* Saved data entries

════

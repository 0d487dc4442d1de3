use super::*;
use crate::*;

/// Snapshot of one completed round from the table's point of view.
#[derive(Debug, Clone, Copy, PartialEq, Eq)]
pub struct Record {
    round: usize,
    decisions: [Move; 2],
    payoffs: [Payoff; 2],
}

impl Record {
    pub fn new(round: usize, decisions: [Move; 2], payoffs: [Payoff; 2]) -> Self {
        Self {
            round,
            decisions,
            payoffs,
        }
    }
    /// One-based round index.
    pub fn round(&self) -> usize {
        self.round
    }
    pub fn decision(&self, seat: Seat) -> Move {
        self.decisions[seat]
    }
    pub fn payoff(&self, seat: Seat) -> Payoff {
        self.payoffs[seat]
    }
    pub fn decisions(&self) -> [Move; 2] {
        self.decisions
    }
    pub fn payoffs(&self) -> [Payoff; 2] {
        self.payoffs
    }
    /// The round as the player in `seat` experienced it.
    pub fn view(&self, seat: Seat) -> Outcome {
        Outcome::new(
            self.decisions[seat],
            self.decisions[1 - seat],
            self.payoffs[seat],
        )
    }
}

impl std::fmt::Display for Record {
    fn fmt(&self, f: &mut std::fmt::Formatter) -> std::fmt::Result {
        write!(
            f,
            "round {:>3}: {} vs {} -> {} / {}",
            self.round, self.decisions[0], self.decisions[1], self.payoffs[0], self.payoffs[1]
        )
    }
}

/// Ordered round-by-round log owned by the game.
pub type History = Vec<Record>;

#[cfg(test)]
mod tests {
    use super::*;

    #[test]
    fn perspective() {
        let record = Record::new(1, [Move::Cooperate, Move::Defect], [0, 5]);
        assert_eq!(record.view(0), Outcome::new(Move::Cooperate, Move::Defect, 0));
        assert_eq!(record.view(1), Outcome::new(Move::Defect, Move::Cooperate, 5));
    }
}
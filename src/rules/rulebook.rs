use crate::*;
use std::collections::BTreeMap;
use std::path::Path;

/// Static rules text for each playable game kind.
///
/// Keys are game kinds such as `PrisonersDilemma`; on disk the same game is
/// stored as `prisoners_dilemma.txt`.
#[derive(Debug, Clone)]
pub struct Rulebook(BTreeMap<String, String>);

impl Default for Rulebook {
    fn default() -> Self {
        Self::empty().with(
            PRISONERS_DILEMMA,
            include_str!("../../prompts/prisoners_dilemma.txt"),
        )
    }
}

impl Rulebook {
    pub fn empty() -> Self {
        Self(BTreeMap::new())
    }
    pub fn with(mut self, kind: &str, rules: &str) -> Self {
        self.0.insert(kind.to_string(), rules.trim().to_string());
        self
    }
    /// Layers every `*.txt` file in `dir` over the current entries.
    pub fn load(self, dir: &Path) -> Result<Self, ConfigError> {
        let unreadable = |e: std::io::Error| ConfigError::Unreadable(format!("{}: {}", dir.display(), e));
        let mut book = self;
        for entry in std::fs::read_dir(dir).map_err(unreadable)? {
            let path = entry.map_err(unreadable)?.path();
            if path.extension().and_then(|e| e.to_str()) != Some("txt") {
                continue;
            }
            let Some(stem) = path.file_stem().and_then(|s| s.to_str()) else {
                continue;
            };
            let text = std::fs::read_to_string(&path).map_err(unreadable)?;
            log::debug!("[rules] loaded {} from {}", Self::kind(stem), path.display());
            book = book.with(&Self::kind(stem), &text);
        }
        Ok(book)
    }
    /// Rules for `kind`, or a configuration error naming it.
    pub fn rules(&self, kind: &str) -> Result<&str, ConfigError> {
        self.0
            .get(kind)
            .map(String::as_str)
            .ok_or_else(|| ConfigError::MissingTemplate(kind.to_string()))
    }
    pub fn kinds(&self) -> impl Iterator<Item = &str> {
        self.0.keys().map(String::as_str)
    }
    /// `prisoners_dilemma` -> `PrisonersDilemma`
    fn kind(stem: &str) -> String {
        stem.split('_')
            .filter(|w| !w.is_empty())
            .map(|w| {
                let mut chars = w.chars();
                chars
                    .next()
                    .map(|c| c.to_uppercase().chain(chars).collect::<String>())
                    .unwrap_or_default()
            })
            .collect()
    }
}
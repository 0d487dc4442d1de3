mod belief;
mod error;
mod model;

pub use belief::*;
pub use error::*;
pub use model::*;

════

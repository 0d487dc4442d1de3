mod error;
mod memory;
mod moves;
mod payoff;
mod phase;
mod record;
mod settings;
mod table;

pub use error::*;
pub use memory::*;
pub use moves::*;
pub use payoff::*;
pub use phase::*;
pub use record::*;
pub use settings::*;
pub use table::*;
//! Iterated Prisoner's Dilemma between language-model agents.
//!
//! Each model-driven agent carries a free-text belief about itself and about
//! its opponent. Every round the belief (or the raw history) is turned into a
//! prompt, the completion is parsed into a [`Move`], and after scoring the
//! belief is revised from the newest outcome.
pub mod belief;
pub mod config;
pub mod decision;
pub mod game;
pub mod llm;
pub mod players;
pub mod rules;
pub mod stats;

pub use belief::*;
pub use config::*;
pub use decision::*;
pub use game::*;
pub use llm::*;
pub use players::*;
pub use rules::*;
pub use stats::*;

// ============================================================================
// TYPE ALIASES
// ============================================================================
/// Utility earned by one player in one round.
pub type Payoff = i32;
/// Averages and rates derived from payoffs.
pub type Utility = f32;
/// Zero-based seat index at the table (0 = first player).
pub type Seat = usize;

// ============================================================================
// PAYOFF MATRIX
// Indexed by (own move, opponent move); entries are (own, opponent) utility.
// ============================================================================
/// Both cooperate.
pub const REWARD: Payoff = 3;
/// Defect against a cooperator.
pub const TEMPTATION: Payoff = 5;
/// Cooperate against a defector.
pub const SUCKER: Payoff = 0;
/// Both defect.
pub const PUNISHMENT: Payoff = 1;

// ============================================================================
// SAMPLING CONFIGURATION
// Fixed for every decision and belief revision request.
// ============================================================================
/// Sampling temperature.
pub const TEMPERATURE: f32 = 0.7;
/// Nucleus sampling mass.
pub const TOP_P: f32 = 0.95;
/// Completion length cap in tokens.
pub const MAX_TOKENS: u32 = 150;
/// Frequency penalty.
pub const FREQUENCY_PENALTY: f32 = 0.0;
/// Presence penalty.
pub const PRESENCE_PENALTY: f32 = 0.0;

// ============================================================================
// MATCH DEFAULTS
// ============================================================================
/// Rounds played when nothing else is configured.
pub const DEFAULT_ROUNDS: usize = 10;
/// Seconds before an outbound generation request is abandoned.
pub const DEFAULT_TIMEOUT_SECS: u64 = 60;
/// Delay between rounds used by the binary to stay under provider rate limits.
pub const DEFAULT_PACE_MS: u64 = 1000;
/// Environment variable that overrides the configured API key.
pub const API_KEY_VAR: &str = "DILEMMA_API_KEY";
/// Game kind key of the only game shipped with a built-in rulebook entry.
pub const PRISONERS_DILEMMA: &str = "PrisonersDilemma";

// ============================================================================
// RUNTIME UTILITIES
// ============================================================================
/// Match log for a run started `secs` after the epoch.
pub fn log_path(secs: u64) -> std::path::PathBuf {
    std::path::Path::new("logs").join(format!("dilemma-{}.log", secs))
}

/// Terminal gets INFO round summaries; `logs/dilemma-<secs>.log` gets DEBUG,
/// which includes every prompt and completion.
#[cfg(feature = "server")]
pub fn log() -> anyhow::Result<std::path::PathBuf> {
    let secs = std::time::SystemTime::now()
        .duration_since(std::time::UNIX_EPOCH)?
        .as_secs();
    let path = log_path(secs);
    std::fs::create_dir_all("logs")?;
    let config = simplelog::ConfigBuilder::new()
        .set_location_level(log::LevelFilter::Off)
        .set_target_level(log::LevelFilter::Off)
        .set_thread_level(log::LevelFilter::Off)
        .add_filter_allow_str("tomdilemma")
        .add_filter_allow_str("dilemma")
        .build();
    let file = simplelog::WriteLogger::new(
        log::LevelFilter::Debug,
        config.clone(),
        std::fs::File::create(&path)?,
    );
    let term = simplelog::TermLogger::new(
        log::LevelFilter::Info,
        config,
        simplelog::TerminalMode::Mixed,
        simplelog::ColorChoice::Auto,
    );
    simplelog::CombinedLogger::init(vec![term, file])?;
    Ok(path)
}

════

* EXERCISE DIRECTIONS
Return, unchanged, the run of lines above that opens with the line containing "pub type Utility = f32;" and closes with the line containing "(own, opponent) utility.". Include both.

* TASK SOLUTION
pub type Utility = f32;
/// Zero-based seat index at the table (0 = first player).
pub type Seat = usize;

// ============================================================================
// PAYOFF MATRIX
// Indexed by (own move, opponent move); entries are (own, opponent) utility.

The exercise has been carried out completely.